Common minor side effects:
-
GI upset from high-dose magnesium or creatine loading
-
Caffeine-related insomnia, anxiety, and elevated heart rate
-
Beta-alanine paresthesia (tingling)
-
Modest water weight gain from creatine
More serious risks with certain products:
-
Stimulant-induced arrhythmias (caffeine overdose, DMAA, ephedrine)
-
Liver injury from certain herbal blends or undeclared steroids
-
Kidney issues when heavy supplement use compounds existing medical problems
-
Hormonal disruption from contaminated products
Key medication interactions to consider:
|
Supplement |
Potential Interaction |
|---|---|
|
Iron |
Reduces absorption of levothyroxine, levodopa |
|
Ginseng, Ginkgo |
May affect anticoagulant therapy (warfarin) |
|
High-dose antioxidants |
May interfere with certain chemotherapies |
|
St. John’s Wort |
Affects many medications through CYP450 |
|
Caffeine |
Interacts with adenosine, theophylline, some psychiatric medications |
|
Athletes and coaches should coordinate supplement plans with sports physicians, pharmacists, or registered dietitians. Maintaining an updated list of all products in use—including energy drinks, gels, and over-the-counter remedies—enables healthcare providers to assess cumulative intake and potential interactions. |
|
Building a Sensible Supplement Strategy
A practical, stepwise framework for improving sports performance through supplementation:
-
Clarify sport-specific demands: What energy systems dominate? What are the primary limiters of performance?
-
Optimize diet and sleep: Ensure adequate calories, appropriate macros, and 7-9 hours of quality sleep
-
Test a small number of evidence-backed supplements: Start with one or two with clear mechanisms relevant to your sport
-
Monitor performance and health markers: Track both subjective and objective outcomes
-
Periodically reassess necessity: Discontinue products that aren’t providing measurable value
For recreational athletes, starting simple makes sense. Adequate protein intake (from food or supplements), possibly creatine for strength and power development, and careful caffeine use for competition days represent a reasonable starting point.
Example scenarios:
A 10 km runner might prioritize daily protein adequacy, experiment with caffeine timing before races, and consider nitrate supplementation during peak training blocks. Creatine offers less direct benefit for pure endurance but may support high intensity interval training during base-building phases.
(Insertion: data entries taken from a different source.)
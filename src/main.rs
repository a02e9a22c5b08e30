// Copyright © 2026 Lukas Bower
// SPDX-License-Identifier: Apache-2.0
// Purpose: CLI entry point for the submitcc submission builder.
// Author: Lukas Bower

use anyhow::{ensure, Result};
use clap::Parser;
use std::path::PathBuf;
use submitcc::{BuildConfig, BuildRequest, LabelSet};

#[derive(Debug, Parser)]
#[command(author, version, about)]
struct Args {
    /// Input source files, mixed headers and implementations, in order.
    #[arg(short = 'i', num_args = 1.., required = true)]
    inputs: Vec<PathBuf>,
    /// Provenance labels: name and id for each of the two students.
    #[arg(short = 'l', num_args = 4, required = true)]
    labels: Vec<String>,
    /// Destination path for the combined source file.
    #[arg(short = 'o')]
    output: PathBuf,
}

fn main_entry() -> Result<()> {
    let args = Args::parse();
    ensure!(args.labels.len() == 4, "expected exactly four labels");
    let mut labels = args.labels.into_iter();
    let labels = LabelSet::new([
        labels.next().unwrap_or_default(),
        labels.next().unwrap_or_default(),
        labels.next().unwrap_or_default(),
        labels.next().unwrap_or_default(),
    ]);

    let request = BuildRequest {
        inputs: args.inputs,
        labels,
        output: args.output,
    };
    submitcc::run(&BuildConfig::default(), &request)?;
    Ok(())
}

fn main() {
    env_logger::init();
    if let Err(e) = main_entry() {
        eprintln!("submitcc: {e}");
        std::process::exit(1);
    }
}
// Copyright © 2026 Lukas Bower
// SPDX-License-Identifier: Apache-2.0
// Purpose: Neutralise per-file preprocessor directives before merging.
// Author: Lukas Bower

use crate::config::BuildConfig;
use std::borrow::Cow;

/// Rewrite one source line for life inside the combined file.
///
/// Two directives stop making sense after the merge: `#pragma once` (the
/// guard is per-file) and `#include "..."` (the quoted path resolves
/// relative to a file that no longer exists). Both are prefixed with the
/// comment marker so they stay visible for audit; every other line passes
/// through untouched. The line may keep its trailing newline.
pub fn sanitize_line<'a>(cfg: &BuildConfig, line: &'a str) -> Cow<'a, str> {
    if cfg.pragma_once.is_match(line) || cfg.local_include.is_match(line) {
        Cow::Owned(format!("{}{}", cfg.comment_marker, line))
    } else {
        Cow::Borrowed(line)
    }
}
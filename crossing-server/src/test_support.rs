//! Helpers shared by HTTP tests.

use axum::Router;

/// Serve `router` on an ephemeral localhost port and return its base URL.
pub(crate) async fn serve(router: Router) -> String {
    let listener = tokio::net::TcpListener::bind("127.0.0.1:0").await.unwrap();
    let addr = listener.local_addr().unwrap();

    tokio::spawn(async move {
        axum::serve(listener, router).await.unwrap();
    });

    format!("http://{addr}")
}
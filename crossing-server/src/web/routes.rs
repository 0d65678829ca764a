//! HTTP route handlers.

use std::any::Any;

use axum::{
    Json, Router,
    extract::State,
    http::{HeaderValue, StatusCode, header},
    response::{IntoResponse, Response},
    routing::get,
};
use chrono::Utc;
use tower_http::catch_panic::CatchPanicLayer;
use tower_http::set_header::SetResponseHeaderLayer;
use tracing::error;

use super::dto::CrossingStatusResponse;
use super::state::AppState;

/// Create the application router.
pub fn create_router(state: AppState) -> Router {
    with_layers(
        Router::new()
            .route("/health", get(health))
            .route("/api/crossing-status", get(crossing_status))
            .with_state(state),
    )
}

/// No-cache headers on every response, and a JSON 500 for handler panics.
fn with_layers(router: Router) -> Router {
    router
        .layer(CatchPanicLayer::custom(panic_response))
        .layer(SetResponseHeaderLayer::overriding(
            header::CACHE_CONTROL,
            HeaderValue::from_static("no-store, no-cache, must-revalidate"),
        ))
        .layer(SetResponseHeaderLayer::overriding(
            header::PRAGMA,
            HeaderValue::from_static("no-cache"),
        ))
        .layer(SetResponseHeaderLayer::overriding(
            header::EXPIRES,
            HeaderValue::from_static("0"),
        ))
}

/// Health check endpoint.
async fn health() -> &'static str {
    "ok"
}

/// Estimate the crossing state from the station feeds, as of now.
///
/// 503 when no feed answered, 200 otherwise.
async fn crossing_status(State(state): State<AppState>) -> Response {
    let evaluation = state.aggregator.evaluate(Utc::now).await;
    let body = CrossingStatusResponse::from_evaluation(evaluation, Utc::now(), state.include_raw);

    let status = if body.is_unavailable() {
        StatusCode::SERVICE_UNAVAILABLE
    } else {
        StatusCode::OK
    };

    (status, Json(body)).into_response()
}

fn panic_response(panic: Box<dyn Any + Send + 'static>) -> Response {
    let detail = if let Some(s) = panic.downcast_ref::<String>() {
        s.clone()
    } else if let Some(s) = panic.downcast_ref::<&str>() {
        s.to_string()
    } else {
        "unknown panic".to_string()
    };

    error!(error = %detail, "request handler panicked");

    let body = CrossingStatusResponse::internal_failure(detail, Utc::now());
    (StatusCode::INTERNAL_SERVER_ERROR, Json(body)).into_response()
}
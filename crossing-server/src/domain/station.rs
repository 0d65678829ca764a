//! Station code types.

use std::fmt;

/// Longest station code accepted. Feed codes are of the form `S01145`.
const MAX_LEN: usize = 16;

/// Error returned when parsing an invalid station code.
#[derive(Debug, Clone, PartialEq, Eq, thiserror::Error)]
#[error("invalid station code {code:?}: {reason}")]
pub struct InvalidStationId {
    code: String,
    reason: &'static str,
}

/// A station code as understood by the realtime feed (e.g. `S01145`).
///
/// Codes are non-empty ASCII alphanumeric strings. They are interpolated into
/// the feed URL, so anything else is rejected at construction.
///
/// # Examples
///
/// ```
/// use crossing_server::domain::StationId;
///
/// let station = StationId::parse("S01145").unwrap();
/// assert_eq!(station.as_str(), "S01145");
///
/// assert!(StationId::parse("").is_err());
/// assert!(StationId::parse("S01145&x=1").is_err());
/// ```
#[derive(Clone, PartialEq, Eq, Hash)]
pub struct StationId(String);

impl StationId {
    /// Parse a station code, trimming surrounding whitespace.
    pub fn parse(s: &str) -> Result<Self, InvalidStationId> {
        let trimmed = s.trim();
        let invalid = |reason| InvalidStationId {
            code: s.to_string(),
            reason,
        };

        if trimmed.is_empty() {
            return Err(invalid("must not be empty"));
        }

        if trimmed.len() > MAX_LEN {
            return Err(invalid("too long"));
        }

        if !trimmed.bytes().all(|b| b.is_ascii_alphanumeric()) {
            return Err(invalid("must be ASCII letters and digits"));
        }

        Ok(StationId(trimmed.to_string()))
    }

    /// Parse a comma-separated list of station codes, skipping empty entries.
    pub fn parse_list(s: &str) -> Result<Vec<Self>, InvalidStationId> {
        s.split(',')
            .filter(|part| !part.trim().is_empty())
            .map(Self::parse)
            .collect()
    }

    /// Returns the station code as a string slice.
    pub fn as_str(&self) -> &str {
        &self.0
    }
}

impl fmt::Debug for StationId {
    fn fmt(&self, f: &mut fmt::Formatter<'_>) -> fmt::Result {
        write!(f, "StationId({})", self.0)
    }
}

impl fmt::Display for StationId {
    fn fmt(&self, f: &mut fmt::Formatter<'_>) -> fmt::Result {
        f.write_str(&self.0)
    }
}
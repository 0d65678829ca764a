//! Station feed access.
//!
//! Each station publishes a realtime board of arrivals and departures:
//!
//! ```text
//! GET {base}?codSito=S01145&type=T
//! {"arrivi": [...], "partenze": [...]}
//! ```
//!
//! Record field names and time encodings vary, so payloads are decoded as
//! untyped JSON and normalized record by record (see [`normalize_payload`]).

mod client;
mod error;
mod mock;
mod normalize;

use std::future::Future;

use crate::domain::StationId;

pub use client::{DEFAULT_BASE_URL, FeedClient, FeedConfig};
pub use error::FeedError;
pub use mock::MockFeed;
pub use normalize::{SourceSnapshot, normalize_payload};

/// Something that can produce one station's board.
///
/// Implementations perform a single attempt with no retry and no timeout;
/// callers bound the returned future.
pub trait StationFeed: Send + Sync {
    fn fetch_board(
        &self,
        station: &StationId,
    ) -> impl Future<Output = Result<SourceSnapshot, FeedError>> + Send;
}

/// The feed the server runs against, chosen at startup.
#[derive(Debug, Clone)]
pub enum Feed {
    Http(FeedClient),
    Mock(MockFeed),
}

impl StationFeed for Feed {
    async fn fetch_board(&self, station: &StationId) -> Result<SourceSnapshot, FeedError> {
        match self {
            Feed::Http(client) => client.fetch_board(station).await,
            Feed::Mock(mock) => mock.fetch_board(station).await,
        }
    }
}
//! Single-source fetch under a timeout budget.

use std::time::Duration;

use tracing::{debug, warn};

use crate::domain::StationId;
use crate::feed::{SourceSnapshot, StationFeed};

/// Result of fetching one source: a normalized board or nothing.
#[derive(Debug, Clone, PartialEq, Eq)]
pub enum SourceOutcome {
    Ready(SourceSnapshot),
    Absent,
}

impl SourceOutcome {
    pub fn is_ready(&self) -> bool {
        matches!(self, SourceOutcome::Ready(_))
    }
}

/// Fetch one station's board, giving up after `budget`.
///
/// Never fails: network errors, bad status codes, undecodable bodies and
/// timeouts are logged and reported as [`SourceOutcome::Absent`]. On timeout
/// the in-flight request is dropped; other fetches are unaffected.
#[tracing::instrument(skip_all, fields(station = %station))]
pub async fn fetch_source<F: StationFeed>(
    feed: &F,
    station: &StationId,
    budget: Duration,
) -> SourceOutcome {
    match tokio::time::timeout(budget, feed.fetch_board(station)).await {
        Ok(Ok(snapshot)) => {
            debug!(
                arrivals = snapshot.arrivals.len(),
                departures = snapshot.departures.len(),
                "source ready"
            );
            SourceOutcome::Ready(snapshot)
        }
        Ok(Err(e)) => {
            warn!(error = %e, "source unavailable");
            SourceOutcome::Absent
        }
        Err(_) => {
            warn!(budget_ms = budget.as_millis() as u64, "source timed out");
            SourceOutcome::Absent
        }
    }
}
//! Web layer for the crossing status service.
//!
//! Exposes the status estimate as JSON and a health check.

mod dto;
mod routes;
mod state;

pub use dto::*;
pub use routes::create_router;
pub use state::AppState;
//! Realtime station board HTTP client.

use reqwest::header::{ACCEPT, CACHE_CONTROL, HeaderMap, HeaderValue, USER_AGENT};
use serde_json::Value;

use crate::domain::StationId;

use super::StationFeed;
use super::error::FeedError;
use super::normalize::{SourceSnapshot, normalize_payload};

/// Default base URL for the realtime board endpoint.
pub const DEFAULT_BASE_URL: &str = "https://eticket.ferrovienordbarese.it/b2c/json/realtime/dati";

/// User agent sent with every request.
const DEFAULT_USER_AGENT: &str = "BitontoCrossingMonitor/1.0";

/// Configuration for the feed client.
#[derive(Debug, Clone)]
pub struct FeedConfig {
    /// Board endpoint; the station code is passed as `codSito`
    pub base_url: String,
    /// Value of the User-Agent header
    pub user_agent: String,
}

impl FeedConfig {
    /// Create a config pointing at the production feed.
    pub fn new() -> Self {
        Self {
            base_url: DEFAULT_BASE_URL.to_string(),
            user_agent: DEFAULT_USER_AGENT.to_string(),
        }
    }

    /// Set a custom base URL (for testing).
    pub fn with_base_url(mut self, url: impl Into<String>) -> Self {
        self.base_url = url.into();
        self
    }

    /// Set a custom User-Agent.
    pub fn with_user_agent(mut self, agent: impl Into<String>) -> Self {
        self.user_agent = agent.into();
        self
    }
}

impl Default for FeedConfig {
    fn default() -> Self {
        Self::new()
    }
}

/// HTTP client for per-station realtime boards.
///
/// Holds no timeout of its own: each fetch is bounded by the caller, so
/// dropping the returned future cancels only that request.
#[derive(Debug, Clone)]
pub struct FeedClient {
    http: reqwest::Client,
    base_url: String,
}

impl FeedClient {
    /// Create a new feed client with the given configuration.
    pub fn new(config: FeedConfig) -> Result<Self, FeedError> {
        let mut headers = HeaderMap::new();
        headers.insert(ACCEPT, HeaderValue::from_static("application/json"));
        headers.insert(CACHE_CONTROL, HeaderValue::from_static("no-cache"));

        let agent = HeaderValue::from_str(&config.user_agent).map_err(|_| FeedError::Config {
            message: format!("invalid user agent: {:?}", config.user_agent),
        })?;
        headers.insert(USER_AGENT, agent);

        let http = reqwest::Client::builder()
            .default_headers(headers)
            .build()?;

        Ok(Self {
            http,
            base_url: config.base_url,
        })
    }

    /// Fetch a station board as undecoded JSON.
    pub async fn fetch_raw(&self, station: &StationId) -> Result<Value, FeedError> {
        let response = self
            .http
            .get(&self.base_url)
            .query(&[("codSito", station.as_str()), ("type", "T")])
            .send()
            .await?;

        let status = response.status();
        if !status.is_success() {
            return Err(FeedError::Api {
                status: status.as_u16(),
            });
        }

        let body = response.text().await?;

        serde_json::from_str(&body).map_err(|e| FeedError::Json {
            message: e.to_string(),
        })
    }
}

impl StationFeed for FeedClient {
    async fn fetch_board(&self, station: &StationId) -> Result<SourceSnapshot, FeedError> {
        let payload = self.fetch_raw(station).await?;
        Ok(normalize_payload(&payload))
    }
}
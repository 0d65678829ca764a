//! Conversion of raw feed payloads into train events.
//!
//! Upstream field names vary between feed versions, so every event field is
//! read through an ordered list of candidate keys: the first key present with
//! a non-null value wins. A record with odd values is kept with safe defaults
//! rather than dropped.
//!
//! | field          | keys, in order                                               |
//! |----------------|--------------------------------------------------------------|
//! | `numero`       | `numero`, `numTreno`, `idTreno`                              |
//! | `categoria`    | `categoria`, `tipoTreno`                                     |
//! | `orario` (arr) | `arrivo`, `orarioArrivo`, `orario`, `oraArrivo`              |
//! | `orario` (dep) | `partenza`, `orarioPartenza`, `orario`, `oraPartenza`        |
//! | `ritardo`      | `ritardo`, `ritardoMinuti`, `statoRitardo`                   |
//! | `destinazione` | `nomeDestinazione`, `destinazione`                           |
//! | `provenienza`  | `nomeProvenienza`, `provenienza`                             |
//! | `binarioReale` | `binarioReale`                                               |

use serde::Serialize;
use serde_json::{Map, Number, Value};

use crate::domain::{Delay, EventKind, TrainEvent, extract_time};

const NUMBER_KEYS: &[&str] = &["numero", "numTreno", "idTreno"];
const CATEGORY_KEYS: &[&str] = &["categoria", "tipoTreno"];
const ARRIVAL_TIME_KEYS: &[&str] = &["arrivo", "orarioArrivo", "orario", "oraArrivo"];
const DEPARTURE_TIME_KEYS: &[&str] = &["partenza", "orarioPartenza", "orario", "oraPartenza"];
const DELAY_KEYS: &[&str] = &["ritardo", "ritardoMinuti", "statoRitardo"];
const DESTINATION_KEYS: &[&str] = &["nomeDestinazione", "destinazione"];
const ORIGIN_KEYS: &[&str] = &["nomeProvenienza", "provenienza"];
const PLATFORM_KEYS: &[&str] = &["binarioReale"];

/// One station's board after normalization.
#[derive(Debug, Clone, Default, PartialEq, Eq, Serialize)]
pub struct SourceSnapshot {
    #[serde(rename = "arrivi")]
    pub arrivals: Vec<TrainEvent>,

    #[serde(rename = "partenze")]
    pub departures: Vec<TrainEvent>,
}

impl SourceSnapshot {
    /// Total number of events on the board.
    pub fn len(&self) -> usize {
        self.arrivals.len() + self.departures.len()
    }

    /// Whether the board has no events at all.
    pub fn is_empty(&self) -> bool {
        self.len() == 0
    }
}

/// Normalize a decoded feed payload of the form `{arrivi: [...], partenze: [...]}`.
///
/// A payload that is not an object, or whose lists are missing or not
/// arrays, yields empty lists. Non-object list entries are skipped.
pub fn normalize_payload(payload: &Value) -> SourceSnapshot {
    let Some(board) = payload.as_object() else {
        return SourceSnapshot::default();
    };

    SourceSnapshot {
        arrivals: records(board.get("arrivi"), EventKind::Arrival),
        departures: records(board.get("partenze"), EventKind::Departure),
    }
}

fn records(list: Option<&Value>, kind: EventKind) -> Vec<TrainEvent> {
    list.and_then(Value::as_array)
        .map(|entries| {
            entries
                .iter()
                .filter_map(Value::as_object)
                .map(|raw| to_event(raw, kind))
                .collect()
        })
        .unwrap_or_default()
}

fn to_event(raw: &Map<String, Value>, kind: EventKind) -> TrainEvent {
    let time_keys = match kind {
        EventKind::Arrival => ARRIVAL_TIME_KEYS,
        EventKind::Departure => DEPARTURE_TIME_KEYS,
    };

    TrainEvent {
        numero: text(first_present(raw, NUMBER_KEYS)),
        categoria: text(first_present(raw, CATEGORY_KEYS)),
        orario: extract_time(first_present(raw, time_keys).and_then(Value::as_str)),
        ritardo: delay(first_present(raw, DELAY_KEYS)),
        destinazione: non_blank(first_present(raw, DESTINATION_KEYS)),
        provenienza: non_blank(first_present(raw, ORIGIN_KEYS)),
        binario_reale: non_blank(first_present(raw, PLATFORM_KEYS)),
        kind,
    }
}

/// First value among `keys` that is present and not null.
fn first_present<'a>(raw: &'a Map<String, Value>, keys: &[&str]) -> Option<&'a Value> {
    keys.iter()
        .filter_map(|key| raw.get(*key))
        .find(|value| !value.is_null())
}

/// Scalar as text; anything else becomes empty.
fn text(value: Option<&Value>) -> String {
    match value {
        Some(Value::String(s)) => s.clone(),
        Some(Value::Number(n)) => number_text(n),
        Some(Value::Bool(b)) => b.to_string(),
        _ => String::new(),
    }
}

/// Whole-valued floats print without a fraction: `12.0` reads as `"12"`.
fn number_text(n: &Number) -> String {
    if n.is_f64()
        && let Some(f) = n.as_f64()
        && f.fract() == 0.0
        && f.abs() < 1e15
    {
        return (f as i64).to_string();
    }
    n.to_string()
}

fn non_blank(value: Option<&Value>) -> Option<String> {
    value
        .and_then(Value::as_str)
        .filter(|s| !s.trim().is_empty())
        .map(str::to_string)
}

/// Numbers are kept as whole minutes (fractions floored), strings verbatim.
fn delay(value: Option<&Value>) -> Delay {
    match value {
        Some(Value::Number(n)) => n
            .as_i64()
            .or_else(|| n.as_f64().map(|f| f.floor() as i64))
            .map_or_else(Delay::default, Delay::Minutes),
        Some(Value::String(s)) => Delay::Text(s.clone()),
        _ => Delay::default(),
    }
}

#[cfg(test)]
mod tests {
    use super::*;
    use crate::domain::UNKNOWN_TIME;
    use serde_json::json;

    #[test]
    fn normalizes_primary_keys() {
        let payload = json!({
            "arrivi": [{
                "numero": "123",
                "categoria": "REG",
                "arrivo": "10:04",
                "ritardo": 3,
                "nomeDestinazione": "Bari",
                "nomeProvenienza": "Barletta",
                "binarioReale": "2"
            }],
            "partenze": [{
                "numero": "124",
                "categoria": "REG",
                "partenza": "10:10:00",
                "ritardo": "5'",
                "nomeDestinazione": "Barletta"
            }]
        });

        let snapshot = normalize_payload(&payload);
        assert_eq!(snapshot.len(), 2);

        let arrival = &snapshot.arrivals[0];
        assert_eq!(arrival.numero, "123");
        assert_eq!(arrival.categoria, "REG");
        assert_eq!(arrival.orario, "10:04");
        assert_eq!(arrival.ritardo, Delay::Minutes(3));
        assert_eq!(arrival.destinazione.as_deref(), Some("Bari"));
        assert_eq!(arrival.provenienza.as_deref(), Some("Barletta"));
        assert_eq!(arrival.binario_reale.as_deref(), Some("2"));
        assert_eq!(arrival.kind, EventKind::Arrival);

        let departure = &snapshot.departures[0];
        assert_eq!(departure.orario, "10:10");
        assert_eq!(departure.ritardo, Delay::Text("5'".into()));
        assert_eq!(departure.provenienza, None);
        assert_eq!(departure.kind, EventKind::Departure);
    }

    #[test]
    fn falls_back_through_alternate_keys() {
        let payload = json!({
            "arrivi": [{
                "numTreno": 456,
                "tipoTreno": "RV",
                "orarioArrivo": "202401151032",
                "ritardoMinuti": 2,
                "destinazione": "Bari",
                "provenienza": "Bitonto"
            }],
            "partenze": [{
                "idTreno": "789",
                "oraPartenza": "7:05",
                "statoRitardo": "In Orario"
            }]
        });

        let snapshot = normalize_payload(&payload);

        let arrival = &snapshot.arrivals[0];
        assert_eq!(arrival.numero, "456");
        assert_eq!(arrival.categoria, "RV");
        assert_eq!(arrival.orario, "10:32");
        assert_eq!(arrival.ritardo, Delay::Minutes(2));
        assert_eq!(arrival.destinazione.as_deref(), Some("Bari"));
        assert_eq!(arrival.provenienza.as_deref(), Some("Bitonto"));

        let departure = &snapshot.departures[0];
        assert_eq!(departure.numero, "789");
        assert_eq!(departure.orario, "07:05");
        assert_eq!(departure.ritardo, Delay::Text("In Orario".into()));
    }

    #[test]
    fn null_values_fall_through() {
        let payload = json!({
            "arrivi": [{ "numero": null, "numTreno": "42", "arrivo": null, "orario": "11:00" }]
        });

        let arrival = &normalize_payload(&payload).arrivals[0];
        assert_eq!(arrival.numero, "42");
        assert_eq!(arrival.orario, "11:00");
    }

    #[test]
    fn present_but_unusable_value_does_not_fall_through() {
        // A blank destination stops the chain and degrades to absent
        let payload = json!({
            "arrivi": [{ "nomeDestinazione": "  ", "destinazione": "Bari", "arrivo": 1032 }]
        });

        let arrival = &normalize_payload(&payload).arrivals[0];
        assert_eq!(arrival.destinazione, None);
        assert_eq!(arrival.orario, UNKNOWN_TIME);
    }

    #[test]
    fn missing_fields_get_safe_defaults() {
        let payload = json!({ "arrivi": [{}], "partenze": [{ "numero": { "nested": true } }] });

        let snapshot = normalize_payload(&payload);
        let arrival = &snapshot.arrivals[0];
        assert_eq!(arrival.numero, "");
        assert_eq!(arrival.categoria, "");
        assert_eq!(arrival.orario, UNKNOWN_TIME);
        assert_eq!(arrival.ritardo, Delay::Minutes(0));
        assert_eq!(arrival.destinazione, None);

        assert_eq!(snapshot.departures[0].numero, "");
    }

    #[test]
    fn numeric_train_numbers_print_like_integers() {
        let payload = json!({
            "arrivi": [
                { "numero": 12.0 },
                { "numero": 12.5 },
                { "numero": 345 },
                { "numero": -0.0 }
            ]
        });

        let numbers: Vec<_> = normalize_payload(&payload)
            .arrivals
            .into_iter()
            .map(|e| e.numero)
            .collect();
        assert_eq!(numbers, vec!["12", "12.5", "345", "0"]);
    }

    #[test]
    fn fractional_delay_is_floored() {
        let payload = json!({ "arrivi": [{ "ritardo": 4.7 }] });
        assert_eq!(normalize_payload(&payload).arrivals[0].ritardo, Delay::Minutes(4));
    }

    #[test]
    fn skips_non_object_entries() {
        let payload = json!({ "arrivi": [1, "x", null, [], { "numero": "1" }], "partenze": [] });

        let snapshot = normalize_payload(&payload);
        assert_eq!(snapshot.arrivals.len(), 1);
        assert_eq!(snapshot.arrivals[0].numero, "1");
    }

    #[test]
    fn malformed_top_level_yields_empty_lists() {
        for payload in [json!(null), json!([]), json!("board"), json!(42)] {
            assert!(normalize_payload(&payload).is_empty());
        }
    }

    #[test]
    fn non_array_lists_yield_empty() {
        let payload = json!({ "arrivi": { "numero": "1" }, "partenze": "none" });
        assert!(normalize_payload(&payload).is_empty());
    }

    #[test]
    fn serializes_with_feed_list_names() {
        let payload = json!({ "arrivi": [{ "numero": "1", "arrivo": "10:00" }] });
        let json = serde_json::to_value(normalize_payload(&payload)).unwrap();

        assert_eq!(json["arrivi"][0]["numero"], "1");
        assert_eq!(json["arrivi"][0]["type"], "arrival");
        assert!(json["partenze"].as_array().unwrap().is_empty());
    }
}
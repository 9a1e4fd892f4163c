use crate::hooks::HookPoint;

pub type Result<T> = std::result::Result<T, Error>;

/// Error returned by hook callbacks. Hooks are trusted code; whatever they return aborts the
/// current call.
pub type HookError = Box<dyn std::error::Error + Send + Sync + 'static>;

#[derive(Debug, thiserror::Error)]
pub enum Error {
    #[error("TRUSTED_TYPES_POLICY configuration option must provide a \"createHTML\" hook")]
    MissingCreateHtml,

    #[error("TRUSTED_TYPES_POLICY configuration option must provide a \"createScriptURL\" hook")]
    MissingCreateScriptUrl,

    #[error("invalid {option} pattern: {source}")]
    InvalidPattern {
        option: &'static str,
        #[source]
        source: regex::Error,
    },

    #[error("dirty is not a string, aborting (got {kind})")]
    NotAString { kind: &'static str },

    #[error("root node <{tag}> is forbidden and cannot be sanitized in-place")]
    ForbiddenInPlaceRoot { tag: String },

    #[error("hook {point} expects a {expected} callback")]
    HookKindMismatch {
        point: HookPoint,
        expected: &'static str,
    },

    #[error("the thread's default sanitizer is already running a call")]
    DefaultBusy,

    #[error("{point} hook failed: {source}")]
    Hook {
        point: HookPoint,
        #[source]
        source: HookError,
    },
}
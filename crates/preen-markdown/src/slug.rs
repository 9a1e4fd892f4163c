//! Heading anchors in the style of GitHub: lowercase, punctuation stripped, spaces to dashes,
//! and a `-N` suffix on repeats.

use regex::Regex;
use std::collections::HashMap;
use std::sync::OnceLock;

fn tag_regex() -> &'static Regex {
    static RE: OnceLock<Regex> = OnceLock::new();
    RE.get_or_init(|| Regex::new(r"(?i)<[!/a-z].*?>").expect("valid regex"))
}

fn punctuation_regex() -> &'static Regex {
    static RE: OnceLock<Regex> = OnceLock::new();
    RE.get_or_init(|| {
        Regex::new(r##"[\x{2000}-\x{206F}\x{2E00}-\x{2E7F}\\'!"#$%&()*+,./:;<=>?@\[\]^`{|}~]"##)
            .expect("valid regex")
    })
}

/// Hands out unique slugs for one document.
#[derive(Debug, Default)]
pub(crate) struct Slugger {
    seen: HashMap<String, usize>,
}

impl Slugger {
    pub fn slug(&mut self, text: &str) -> String {
        let base = serialize(text);
        let mut slug = base.clone();
        let mut repeats = 0;
        if let Some(&count) = self.seen.get(&base) {
            repeats = count;
            loop {
                repeats += 1;
                slug = format!("{base}-{repeats}");
                if !self.seen.contains_key(&slug) {
                    break;
                }
            }
        }
        self.seen.insert(base, repeats);
        self.seen.insert(slug.clone(), 0);
        slug
    }
}

fn serialize(text: &str) -> String {
    let lowered = text.to_lowercase();
    let untagged = tag_regex().replace_all(lowered.trim(), "");
    punctuation_regex()
        .replace_all(&untagged, "")
        .chars()
        .map(|c| if c.is_whitespace() { '-' } else { c })
        .collect()
}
A powerlifter would likely prioritize creatine monohydrate year-round, protein intake at the upper ranges (1.8-2.2 g/kg), and caffeine for competition days. Beta-alanine offers less value since powerlifting sets are too short for significant acidosis accumulation.
Timing considerations:
- Periodize supplement use around competition seasons
- Reduce or eliminate stimulants during deload weeks to restore caffeine sensitivity
- Account for travel and time zone changes when planning caffeine strategies
- Avoid late-evening stimulants that impair sleep and compromise long-term recovery
Maintaining a training and supplement log allows athletes to track perceived benefits and side effects objectively. This data-driven approach enables discontinuation of ineffective products rather than endlessly layering on new supplements hoping something works.
The marginal gains from safe, well-chosen supplements can be meaningful in elite sport—the difference between a podium finish and fourth place might be 0.5-2%. But for most athletes, the biggest returns still come from consistent training, intelligent programming, and sustainable lifestyle habits. Supplements are the final layer, not the foundation.